A las puertas de la Ciudad del Sol (a)

Se nos acumula esta extraña tensión en la yema de los dedos. Con ellos podemos acariciar la pesada cortina de acordes de metal que extiende nuestro sueño hacia el amanecer. Un amanecer que no termina de desplegar sus alas de escamas irisadas que abrazarán el mundo. Tampoco la noche termina de ceder; sus tentáculos son legión, sierpes de negrura se retuercen alrededor de nuestros pies, de nuestras pertenencias y pensamientos, formando siluetas de claroscuro y texturas de ácido y plomo.

Pero si escuchas con atención puedes sentir el latido. Lento pulsa el sol que quema los páramos del mundo, sus largos brazos comienzan ahora a arrancar nueva vida a la tela de las tiendas, nuevo significado a las sombras de nuestros cuerpos sobre la arena, un extraño crepitar al mármol, caliza y granito que nos rodea.

Nos giramos para contemplar cómo a la vez que nuestra sombra se vuelve más nítida y negra, la oscura faz de la tierra se vuelve un complejo conjunto de reflejos radiantes.

Las montañas revelan ahora su cara de mármol, quemados tintes, grabados, relieves, dinteles, arbotantes, pórticos. Los árboles no eran tal sino pilonos, columnas y monolitos. La maleza, densos parches de cerámicas, terracotas y vidrios que se acumulan en los rincones.

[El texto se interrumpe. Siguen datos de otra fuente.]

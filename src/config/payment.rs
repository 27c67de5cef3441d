//! Payment configuration (shared settings and the Stripe card channel)

use serde::Deserialize;
use std::time::Duration;

use super::error::ValidationError;
use super::mpesa::MpesaConfig;

/// Payment configuration covering both channels.
#[derive(Debug, Clone, Deserialize)]
pub struct PaymentConfig {
    /// Card checkout channel
    #[serde(default)]
    pub stripe: StripeSettings,

    /// Mobile-money push channel
    #[serde(default)]
    pub mpesa: MpesaConfig,

    /// Credits granted by a settled premium purchase
    #[serde(default = "default_premium_credit_grant")]
    pub premium_credit_grant: i64,

    /// Upper bound for any outbound provider call, in seconds
    #[serde(default = "default_provider_timeout")]
    pub provider_timeout_secs: u64,

    /// How long an attempt may stay pending before the sweep fails it
    #[serde(default = "default_pending_ttl")]
    pub pending_ttl_secs: u64,

    /// Interval between stale-pending sweeps
    #[serde(default = "default_sweep_interval")]
    pub sweep_interval_secs: u64,
}

/// Stripe checkout settings.
#[derive(Debug, Clone, Default, Deserialize)]
pub struct StripeSettings {
    /// Stripe secret API key
    #[serde(default)]
    pub api_key: String,

    /// Stripe webhook signing secret
    #[serde(default)]
    pub webhook_secret: String,

    /// Price ID charged for the premium plan
    pub premium_price_id: Option<String>,

    /// Checkout mode: "subscription" or "payment"
    #[serde(default = "default_checkout_mode")]
    pub checkout_mode: String,

    /// Front-end base URL used for success/cancel redirects
    #[serde(default)]
    pub frontend_url: String,

    /// Stripe API base URL (overridable for tests)
    pub api_base_url: Option<String>,

    /// Reject test-mode events
    #[serde(default)]
    pub require_livemode: bool,
}

impl StripeSettings {
    /// Check if using Stripe test mode
    pub fn is_test_mode(&self) -> bool {
        self.api_key.starts_with("sk_test_")
    }

    /// Redirect target after a completed checkout.
    pub fn success_url(&self) -> String {
        format!(
            "{}/success?session_id={{CHECKOUT_SESSION_ID}}",
            self.frontend_url.trim_end_matches('/')
        )
    }

    /// Redirect target after an abandoned checkout.
    pub fn cancel_url(&self) -> String {
        format!("{}/cancel", self.frontend_url.trim_end_matches('/'))
    }

    pub fn validate(&self) -> Result<(), ValidationError> {
        if self.api_key.is_empty() {
            return Err(ValidationError::MissingRequired("STRIPE_API_KEY"));
        }
        if self.webhook_secret.is_empty() {
            return Err(ValidationError::MissingRequired("STRIPE_WEBHOOK_SECRET"));
        }
        if !self.api_key.starts_with("sk_") {
            return Err(ValidationError::InvalidStripeKey);
        }
        if !self.webhook_secret.starts_with("whsec_") {
            return Err(ValidationError::InvalidStripeWebhookSecret);
        }
        if self.frontend_url.is_empty() {
            return Err(ValidationError::MissingRequired("FRONTEND_URL"));
        }
        match self.checkout_mode.as_str() {
            "subscription" | "payment" => Ok(()),
            other => Err(ValidationError::InvalidCheckoutMode(other.to_string())),
        }
    }
}

impl PaymentConfig {
    pub fn provider_timeout(&self) -> Duration {
        Duration::from_secs(self.provider_timeout_secs)
    }

    pub fn pending_ttl(&self) -> Duration {
        Duration::from_secs(self.pending_ttl_secs)
    }

    pub fn sweep_interval(&self) -> Duration {
        Duration::from_secs(self.sweep_interval_secs)
    }

    /// Validate payment configuration
    pub fn validate(&self) -> Result<(), ValidationError> {
        self.stripe.validate()?;
        self.mpesa.validate()?;

        if self.premium_credit_grant <= 0 {
            return Err(ValidationError::InvalidPlanAmount);
        }
        if self.provider_timeout_secs == 0 || self.provider_timeout_secs > 120 {
            return Err(ValidationError::InvalidTimeout);
        }
        if self.pending_ttl_secs <= self.provider_timeout_secs {
            return Err(ValidationError::InvalidPendingTtl);
        }
        Ok(())
    }
}

impl Default for PaymentConfig {
    fn default() -> Self {
        Self {
            stripe: StripeSettings::default(),
            mpesa: MpesaConfig::default(),
            premium_credit_grant: default_premium_credit_grant(),
            provider_timeout_secs: default_provider_timeout(),
            pending_ttl_secs: default_pending_ttl(),
            sweep_interval_secs: default_sweep_interval(),
        }
    }
}

fn default_checkout_mode() -> String {
    "subscription".to_string()
}

fn default_premium_credit_grant() -> i64 {
    1000
}

fn default_provider_timeout() -> u64 {
    15
}

fn default_pending_ttl() -> u64 {
    // STK prompts expire on the handset well within this window
    15 * 60
}

fn default_sweep_interval() -> u64 {
    60
}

La última brisa de frío nocturno nos arrebata un escalofrío que compite con los destellos de la ciudad. El suelo de caliza juega con las sombras de la cerámica glaseada. Sobre él, miradas ancestrales nos cazan entre el bosque de columnatas. Sobre él, un entramado de dinteles, arcos, extraños rincones ilustrados, retorcidos recovecos cargados de historias y secretos. Sobre él, un ejército informe de cornisas, frisos, cúpulas, espiras. Allá donde el Sol acaricia la fría piedra aparece la cegadora caliza pulida en los muros, el mármol y alabastro en las columnas, el electro en las cúspides, el lapislázuli, latón y olvidadas tinturas en dinteles y capiteles.

Apenas nos hemos dado cuenta, pero ya hemos echado a andar, al son de los latidos de este sol rugiente avanzamos dejando atrás la arena, la áspera arenisca, las tiendas, el ruido, los animales, los olores, la vida. Avanzamos hacia la muerte, hacia la desolación, terenna deremós, daunaskaitshol, hacia la ruina del mundo. Y sin embargo nunca hemos visto tanta vida jamás. Estos muros hablan de vida eterna con cada glifo, con cada inscripción, con cada brillo y sombra que el día le rescata. Si no salimos de esta ciudad eterna quizá nosotros nos volvamos eternos, también. Que nuestros huesos blanqueados por la luz arranquen nuevo brillo a las sombras que aguardan pacientes en estos salones fríos, en estos patios, en estas cámaras sepulcrales.

Contempla la Ciudad del Sol, Ætonair Tharak, contempla sus muros, sus ladrillos, sus altares a dioses olvidados, efigies sobrias de reyes desconocidos, la podredumbre de su oscuridad y el augusto decaer de su radiante mediodía.